On 15th August 2019, law firm Bartier Perry, kindly hosted Women on Board members, along with their clients for an informative session on the Treasury Laws Amendment (Enhancing Whistleblower Protections) Act 2018 (Cth), including the importance of triaging and planning the management of the complaint and the policies and systems needed for effective complaint handling.

James Mattson, Bartier Perry’s head of Workplace Law and Culture, provided the audience with an excellent overview of the law, the implication for non-executive and executive directors along with actions that should be taken to ensure compliance.

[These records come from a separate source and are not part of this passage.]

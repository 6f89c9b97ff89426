//! Client configuration.
//!
//! Searches for a config file in order:
//!
//! 1. Explicit path (e.g. `--config`)
//! 2. `RCON_CONFIG` environment variable
//! 3. `<config dir>/jsonapi-rcon/config.json`
//!
//! Falls back to built-in defaults if no file is found. Every field is
//! optional in the file.

use std::path::{Path, PathBuf};
use std::time::Duration;

use anyhow::{bail, Context, Result};
use serde::{Deserialize, Serialize};

use crate::rcon::auth::Credentials;
use crate::rcon::correlator::COMMAND_TIMEOUT;
use crate::rcon::supervisor::RECONNECT_DELAY;

/// Environment variable naming a config file.
pub const CONFIG_ENV: &str = "RCON_CONFIG";

/// Settings for one RCON client.
#[derive(Clone, PartialEq, Eq, Serialize, Deserialize)]
#[serde(default)]
pub struct ClientConfig {
    pub host: String,
    pub port: u16,
    pub username: String,
    pub password: String,
    pub salt: String,

    // Timing
    pub command_timeout_ms: u64,
    pub reconnect_delay_ms: u64,

    // Behavior on connection loss
    /// Fail commands still waiting on a connection when it closes, instead
    /// of letting them run into their timeout.
    pub fail_pending_on_close: bool,
    /// Send every active subscription again on each new connection.
    pub resubscribe_on_reconnect: bool,

    /// Start connecting as soon as the client is built.
    pub connect_on_start: bool,
}

impl Default for ClientConfig {
    fn default() -> Self {
        Self {
            host: "localhost".to_string(),
            port: 20059,
            username: String::new(),
            password: String::new(),
            salt: String::new(),
            command_timeout_ms: COMMAND_TIMEOUT.as_millis() as u64,
            reconnect_delay_ms: RECONNECT_DELAY.as_millis() as u64,
            fail_pending_on_close: true,
            resubscribe_on_reconnect: true,
            connect_on_start: true,
        }
    }
}

impl std::fmt::Debug for ClientConfig {
    fn fmt(&self, f: &mut std::fmt::Formatter<'_>) -> std::fmt::Result {
        f.debug_struct("ClientConfig")
            .field("host", &self.host)
            .field("port", &self.port)
            .field("credentials", &self.credentials())
            .field("command_timeout_ms", &self.command_timeout_ms)
            .field("reconnect_delay_ms", &self.reconnect_delay_ms)
            .field("fail_pending_on_close", &self.fail_pending_on_close)
            .field("resubscribe_on_reconnect", &self.resubscribe_on_reconnect)
            .field("connect_on_start", &self.connect_on_start)
            .finish()
    }
}

impl ClientConfig {
    /// Create a config for a server with the given credentials.
    pub fn new(host: &str, port: u16, credentials: Credentials) -> Self {
        Self {
            host: host.to_string(),
            port,
            username: credentials.username,
            password: credentials.password,
            salt: credentials.salt,
            ..Default::default()
        }
    }

    /// Load from the first config file found, or defaults.
    ///
    /// # Errors
    ///
    /// Returns an error if an explicitly configured file (argument or
    /// `RCON_CONFIG`) is missing, or if any found file is not valid JSON.
    pub fn load(explicit: Option<&Path>) -> Result<Self> {
        if let Some(path) = explicit {
            return Self::from_file(path);
        }

        if let Ok(path) = std::env::var(CONFIG_ENV) {
            tracing::info!("Using config from {}: {}", CONFIG_ENV, path);
            return Self::from_file(Path::new(&path));
        }

        match default_config_path() {
            Some(path) if path.exists() => {
                tracing::info!("Using config at {}", path.display());
                Self::from_file(&path)
            }
            _ => {
                tracing::debug!("No config file found; using defaults");
                Ok(Self::default())
            }
        }
    }

    /// Parse a JSON config file.
    pub fn from_file(path: &Path) -> Result<Self> {
        if !path.exists() {
            bail!("Config file not found: {}", path.display());
        }
        let raw = std::fs::read_to_string(path)
            .with_context(|| format!("Failed to read config file {}", path.display()))?;
        serde_json::from_str(&raw)
            .with_context(|| format!("Invalid config file {}", path.display()))
    }

    pub fn credentials(&self) -> Credentials {
        Credentials::new(&self.username, &self.password, &self.salt)
    }

    pub fn command_timeout(&self) -> Duration {
        Duration::from_millis(self.command_timeout_ms)
    }

    pub fn reconnect_delay(&self) -> Duration {
        Duration::from_millis(self.reconnect_delay_ms)
    }

    /// Set both fixed delays.
    pub fn with_timing(mut self, command_timeout: Duration, reconnect_delay: Duration) -> Self {
        self.command_timeout_ms = command_timeout.as_millis() as u64;
        self.reconnect_delay_ms = reconnect_delay.as_millis() as u64;
        self
    }
}

/// Default config file location for this platform.
pub fn default_config_path() -> Option<PathBuf> {
    dirs::config_dir().map(|dir| dir.join("jsonapi-rcon").join("config.json"))
}
//! Request/response correlation for commands.
//!
//! Each call registers a resolver under its tag before the frame is sent.
//! The first matching response resolves it; the timeout, a connection
//! close, or the caller dropping the future removes it. Resolution happens
//! at most once.

use std::collections::HashMap;
use std::sync::{Mutex, MutexGuard, PoisonError};
use std::time::{Duration, Instant};

use serde_json::Value;
use tokio::sync::oneshot;
use tokio::time::timeout;
use tracing::{debug, warn};

use super::error::RconError;
use super::protocol::{Response, Tag};

/// Default time a command waits for its response.
pub const COMMAND_TIMEOUT: Duration = Duration::from_millis(1000);

type Resolver = oneshot::Sender<Result<Value, RconError>>;

struct PendingCommand {
    method: String,
    epoch: u64,
    deadline: Instant,
    resolver: Resolver,
}

/// Tracks outstanding commands by tag.
pub struct CommandCorrelator {
    pending: Mutex<HashMap<Tag, PendingCommand>>,
    timeout: Duration,
}

/// Receives one command's outcome; removes the pending entry when dropped.
pub struct PendingReply<'a> {
    correlator: &'a CommandCorrelator,
    tag: Tag,
    receiver: oneshot::Receiver<Result<Value, RconError>>,
}

impl CommandCorrelator {
    pub fn new(timeout: Duration) -> Self {
        Self {
            pending: Mutex::new(HashMap::new()),
            timeout,
        }
    }

    fn lock_pending(&self) -> MutexGuard<'_, HashMap<Tag, PendingCommand>> {
        self.pending.lock().unwrap_or_else(PoisonError::into_inner)
    }

    /// Register a command sent on `epoch` under `tag`.
    pub fn register(&self, tag: Tag, method: &str, epoch: u64) -> PendingReply<'_> {
        let (resolver, receiver) = oneshot::channel();
        let command = PendingCommand {
            method: method.to_string(),
            epoch,
            deadline: Instant::now() + self.timeout,
            resolver,
        };

        if self.lock_pending().insert(tag.clone(), command).is_some() {
            warn!(%tag, "Replaced a pending command with a duplicate tag");
        }

        PendingReply {
            correlator: self,
            tag,
            receiver,
        }
    }

    /// Deliver a batch element to its pending command.
    ///
    /// Returns `false` when no command is waiting on the tag (already timed
    /// out, or sent on an earlier connection).
    pub fn resolve(&self, response: Response) -> bool {
        let Some(command) = self.lock_pending().remove(&response.tag) else {
            debug!(tag = %response.tag, source = %response.source, "Dropping response for unknown tag");
            return false;
        };

        let outcome = if response.is_success() {
            Ok(response.success.unwrap_or(Value::Null))
        } else {
            Err(RconError::Remote {
                method: command.method,
                error: response.error.unwrap_or(Value::Null),
            })
        };

        debug!(
            tag = %response.tag,
            remaining_ms = command.deadline.saturating_duration_since(Instant::now()).as_millis() as u64,
            "Resolved command"
        );

        // The caller may have given up already; nothing to do then
        let _ = command.resolver.send(outcome);
        true
    }

    /// Fail every command sent on `epoch`. Returns how many were failed.
    pub fn fail_epoch(&self, epoch: u64, reason: &RconError) -> usize {
        let failed: Vec<PendingCommand> = {
            let mut pending = self.lock_pending();
            let tags: Vec<Tag> = pending
                .iter()
                .filter(|(_, command)| command.epoch == epoch)
                .map(|(tag, _)| tag.clone())
                .collect();
            tags.iter().filter_map(|tag| pending.remove(tag)).collect()
        };

        let count = failed.len();
        for command in failed {
            let _ = command.resolver.send(Err(reason.clone()));
        }
        count
    }

    /// Number of commands still waiting for a response on `epoch`.
    pub fn pending_on(&self, epoch: u64) -> usize {
        self.lock_pending()
            .values()
            .filter(|command| command.epoch == epoch)
            .count()
    }

    pub fn is_pending(&self, tag: &Tag) -> bool {
        self.lock_pending().contains_key(tag)
    }

    pub fn pending_count(&self) -> usize {
        self.lock_pending().len()
    }

    fn forget(&self, tag: &Tag) -> bool {
        self.lock_pending().remove(tag).is_some()
    }
}

impl PendingReply<'_> {
    pub fn tag(&self) -> &Tag {
        &self.tag
    }

    /// Wait for the response or the command timeout, whichever is first.
    pub async fn wait(mut self) -> Result<Value, RconError> {
        let window = self.correlator.timeout;

        match timeout(window, &mut self.receiver).await {
            Ok(Ok(outcome)) => outcome,
            Ok(Err(_)) => Err(RconError::Connection(
                "Command was abandoned before a response arrived".to_string(),
            )),
            Err(_) => {
                debug!(tag = %self.tag, "Command timed out");
                Err(RconError::Timeout(window.as_millis() as u64))
            }
        }
    }
}

impl Drop for PendingReply<'_> {
    fn drop(&mut self) {
        self.correlator.forget(&self.tag);
    }
}

#[cfg(test)]
mod tests {
    use super::*;
    use crate::rcon::protocol::ResultKind;
    use pretty_assertions::assert_eq;
    use serde_json::json;

    fn response(tag: &str, result: ResultKind, payload: Value) -> Response {
        let (success, error) = match result {
            ResultKind::Success => (Some(payload), None),
            ResultKind::Error => (None, Some(payload)),
        };
        Response {
            result,
            source: "getPlayers".to_string(),
            tag: Tag::from(tag),
            success,
            error,
        }
    }

    #[tokio::test]
    async fn test_resolve_delivers_success_payload() {
        let correlator = CommandCorrelator::new(COMMAND_TIMEOUT);
        let reply = correlator.register(Tag::from("1"), "getPlayers", 1);

        assert!(correlator.resolve(response("1", ResultKind::Success, json!(["Alice", "Bob"]))));
        assert_eq!(reply.wait().await.unwrap(), json!(["Alice", "Bob"]));
        assert_eq!(correlator.pending_count(), 0);
    }

    #[tokio::test]
    async fn test_resolve_ignores_other_tags() {
        let correlator = CommandCorrelator::new(Duration::from_millis(50));
        let reply = correlator.register(Tag::from("1"), "getPlayers", 1);

        assert!(!correlator.resolve(response("2", ResultKind::Success, json!("wrong"))));
        assert!(correlator.is_pending(&Tag::from("1")));
        assert!(matches!(reply.wait().await, Err(RconError::Timeout(50))));
    }

    #[tokio::test]
    async fn test_error_response_becomes_remote_error() {
        let correlator = CommandCorrelator::new(COMMAND_TIMEOUT);
        let reply = correlator.register(Tag::from("5"), "kick", 1);

        correlator.resolve(response("5", ResultKind::Error, json!("no permission")));

        match reply.wait().await {
            Err(RconError::Remote { method, error }) => {
                assert_eq!(method, "kick");
                assert_eq!(error, json!("no permission"));
            }
            other => panic!("Expected remote error, got {:?}", other),
        }
    }

    #[tokio::test]
    async fn test_timeout_removes_entry_and_drops_late_response() {
        let correlator = CommandCorrelator::new(Duration::from_millis(30));
        let reply = correlator.register(Tag::from("9"), "getPlayers", 1);

        let started = Instant::now();
        assert!(matches!(reply.wait().await, Err(RconError::Timeout(30))));
        assert!(started.elapsed() >= Duration::from_millis(30));

        assert!(!correlator.is_pending(&Tag::from("9")));
        assert!(!correlator.resolve(response("9", ResultKind::Success, json!(1))));
    }

    #[tokio::test]
    async fn test_first_response_wins() {
        let correlator = CommandCorrelator::new(COMMAND_TIMEOUT);
        let reply = correlator.register(Tag::from("3"), "getPlayers", 1);

        assert!(correlator.resolve(response("3", ResultKind::Success, json!("first"))));
        assert!(!correlator.resolve(response("3", ResultKind::Success, json!("second"))));
        assert_eq!(reply.wait().await.unwrap(), json!("first"));
    }

    #[tokio::test]
    async fn test_fail_epoch_only_touches_that_epoch() {
        let correlator = CommandCorrelator::new(COMMAND_TIMEOUT);
        let old = correlator.register(Tag::from("1"), "a", 1);
        let current = correlator.register(Tag::from("2"), "b", 2);

        let reason = RconError::Connection("Connection closed by server".to_string());
        assert_eq!(correlator.fail_epoch(1, &reason), 1);
        assert_eq!(correlator.pending_on(1), 0);
        assert_eq!(correlator.pending_on(2), 1);

        assert!(matches!(old.wait().await, Err(RconError::Connection(_))));

        correlator.resolve(response("2", ResultKind::Success, json!(true)));
        assert_eq!(current.wait().await.unwrap(), json!(true));
    }

    #[test]
    fn test_dropped_reply_forgets_tag() {
        let correlator = CommandCorrelator::new(COMMAND_TIMEOUT);
        let reply = correlator.register(Tag::from("4"), "getPlayers", 1);
        assert_eq!(reply.tag(), &Tag::from("4"));
        assert!(correlator.is_pending(&Tag::from("4")));

        drop(reply);
        assert!(!correlator.is_pending(&Tag::from("4")));
    }
}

There was a lot of great advice and real-life examples which encouraged lively audience participation and discussion.  For me, the top takeaways were: -

  1. Make sure you have an up to date Whistleblowers Policy and ensure that the board and other relevant members of the executive and management have been trained on the processes and procedures.  Whistleblowing is not just another type of employee grievance process.
  2. When a whistleblowing event happens, executing the process quickly and getting it right from the very start will help ensure the company and individuals conform to the law.  Ignoring or slow walking the complaint could result in the individual being legally allowed to go to the media.
  3. Unlike some other HR grievance policies, best practice is to ensure the individual(s) whistleblower (the disclosure) is communicated with frequently and included in the process.
  4. Make sure the appropriate individuals in your teams know who is an eligible whistleblower, who is an eligible recipient of what a whistleblower wants to communicate and that the definition of a disclosable matter is well understood.  And unlike previous legislation, there is no “good faith” requirement.

One of the key actions that can help ensure that the organisation and individuals are compliant to the new laws is to maintain the confidentiality of the disclosure.  Unless the disclosure grants permission for others to know what they have disclosed you as the recipient cannot disclose to anyone else.  Protecting the identity of the disclosure is paramount.

Disclosable Matters

While it is now law to advise employees of their whistleblower rights, transparency in relation to what are disclosable matters is also a pro-active way to manage risk. Disclosable matters include:
  1. The new protections apply to the disclosure of information if the whistleblower “has reasonable grounds to suspect that the information concerns misconduct, or an improper state of affairs or circumstances” in relation to the company or a related body corporate.
  2. Without limitation, the protections apply to the disclosure of information that indicates conduct that:  is an offence against, or contravention of, a range of specified banking, finance, corporate and insurance legislation; is an offence against “any other law of the Commonwealth that is punishable by imprisonment of 12 months or more”; or represents a danger to the public or the financial system.
  3. There is no good faith requirement.

A disclosable matter does NOT include: Disclosure of information that concerns a personal work related grievance of the whistleblower is not protected under Corporations Act 2001. A personal work-related grievance is defined as “a grievance about any matter in relation to the discloser’s employment, or former employment, having (or tending to have) implications for the discloser personally” and the information “does not have significant implications for the” company.

Women on Boards would like to thank James for his presentation and Bartier Perry for hosting the event and helping to ensure that non-executive and executive directors are aware of their obligations under this new law.